O ransomware continua a ser uma grande ameaça, com 1.255 ataques reivindicados no terceiro trimestre de 2024, abaixo dos 1.325 no trimestre anterior, de acordo com a análise da Symantec de dados extraídos de websites de vazamento de ransomware.
A Microsoft, em seu Relatório de Defesa Digital para o período de um ano de junho de 2023 a junho de 2024, disse ter observado um aumento de 2,75x ano após ano em encontros vinculados a ransomware operados por humanos, enquanto a porcentagem de ataques que atingem a criptografia actual fase diminuiu nos últimos dois anos em três vezes.

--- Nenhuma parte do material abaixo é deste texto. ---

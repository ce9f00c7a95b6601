//! HTTP API for health checks, Prometheus metrics and the monitored app list

use agent_lib::{
    collector::ReporterState,
    health::{ComponentStatus, HealthRegistry},
    observability::AgentMetrics,
    registry::AppRegistry,
};
use axum::{
    extract::State,
    http::StatusCode,
    response::IntoResponse,
    routing::get,
    Json, Router,
};
use prometheus::{Encoder, TextEncoder};
use serde::Serialize;
use std::sync::Arc;
use tracing::{info, warn};

/// Shared application state
#[derive(Clone)]
pub struct AppState {
    pub health_registry: HealthRegistry,
    pub metrics: AgentMetrics,
    pub registry: Option<Arc<AppRegistry>>,
}

impl AppState {
    pub fn new(health_registry: HealthRegistry, metrics: AgentMetrics) -> Self {
        Self {
            health_registry,
            metrics,
            registry: None,
        }
    }

    /// Expose the registry on `/apps`
    pub fn with_registry(mut self, registry: Arc<AppRegistry>) -> Self {
        self.registry = Some(registry);
        self
    }
}

/// One monitored app as listed by `/apps`
#[derive(Debug, Serialize)]
pub struct AppSummary {
    pub container_id: String,
    pub endpoint: String,
    pub memory_limit: Option<f64>,
    pub reporter: Option<ReporterState>,
}

/// Health check response - returns 200 if healthy, 503 if unhealthy
async fn healthz(State(state): State<Arc<AppState>>) -> impl IntoResponse {
    let health = state.health_registry.health().await;

    let status_code = match health.status {
        ComponentStatus::Healthy | ComponentStatus::Degraded => StatusCode::OK,
        ComponentStatus::Unhealthy => StatusCode::SERVICE_UNAVAILABLE,
    };

    (status_code, Json(health))
}

/// Readiness check response - returns 200 if ready, 503 if not ready
async fn readyz(State(state): State<Arc<AppState>>) -> impl IntoResponse {
    let readiness = state.health_registry.readiness().await;

    let status_code = if readiness.ready {
        StatusCode::OK
    } else {
        StatusCode::SERVICE_UNAVAILABLE
    };

    (status_code, Json(readiness))
}

/// Prometheus metrics endpoint
async fn metrics() -> impl IntoResponse {
    let encoder = TextEncoder::new();
    let metric_families = prometheus::gather();
    let mut buffer = Vec::new();

    if let Err(e) = encoder.encode(&metric_families, &mut buffer) {
        warn!(error = %e, "Failed to encode metrics");
        return (
            StatusCode::INTERNAL_SERVER_ERROR,
            [("content-type", "text/plain; charset=utf-8")],
            Vec::new(),
        );
    }

    (
        StatusCode::OK,
        [("content-type", "text/plain; charset=utf-8")],
        buffer,
    )
}

/// Monitored apps, sorted by container ID
async fn apps(State(state): State<Arc<AppState>>) -> Json<Vec<AppSummary>> {
    let Some(registry) = &state.registry else {
        return Json(Vec::new());
    };

    let mut ids = registry.ids().await;
    ids.sort();

    let mut summaries = Vec::with_capacity(ids.len());
    for id in ids {
        if let Some(meta) = registry.lookup(&id).await {
            summaries.push(AppSummary {
                endpoint: meta.identity.endpoint(),
                memory_limit: meta.memory_limit(),
                reporter: registry.reporter_state(&id).await,
                container_id: id,
            });
        }
    }

    Json(summaries)
}

/// Create the API router
pub fn create_router(state: Arc<AppState>) -> Router {
    Router::new()
        .route("/healthz", get(healthz))
        .route("/readyz", get(readyz))
        .route("/metrics", get(metrics))
        .route("/apps", get(apps))
        .with_state(state)
}

/// Start the API server
pub async fn serve(port: u16, state: Arc<AppState>) -> anyhow::Result<()> {
    let app = create_router(state);

    let addr = format!("0.0.0.0:{}", port);
    info!(addr = %addr, "Starting API server");

    let listener = tokio::net::TcpListener::bind(&addr).await?;
    axum::serve(listener, app).await?;

    Ok(())
}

Alguns dos principais beneficiários do declínio do LockBit após uma operação internacional de aplicação da lei visando sua infraestrutura em fevereiro de 2024 foram RansomHub, Qilin (também conhecido como Agenda) e Akira, o último dos quais voltou a usar táticas de dupla extorsão após flertar brevemente com a exfiltração de dados e ataques de extorsão apenas no início de 2024.
“Durante este período, começamos a ver os operadores de ransomware como serviço (RaaS) Akira desenvolvendo uma variante Rust de seu criptografador ESXi, construindo iterativamente as funções da carga útil enquanto se afastavam do C++ e experimentavam diferentes técnicas de programação”, Talos disse.
Os ataques envolvendo o Akira também aproveitaram credenciais VPN comprometidas e falhas de segurança recentemente divulgadas para se infiltrarem nas redes, bem como para aumentar privilégios e mover-se lateralmente em ambientes comprometidos como parte dos esforços concebidos para estabelecer uma posição mais profunda.
Algumas das vulnerabilidades exploradas pelos afiliados da Akira estão listadas abaixo:
“Ao longo de 2024, Akira teve como alvo um número significativo de vítimas, com uma clara preferência por organizações nos setores de manufatura e de serviços profissionais, científicos e técnicos”, disseram os pesquisadores da Talos, James Nutland e Michael Szeliga.
“Akira pode estar fazendo a transição do uso da variante Akira v2 baseada em Rust e retornando aos TTPs anteriores usando criptografadores Home windows e Linux escritos em C++.”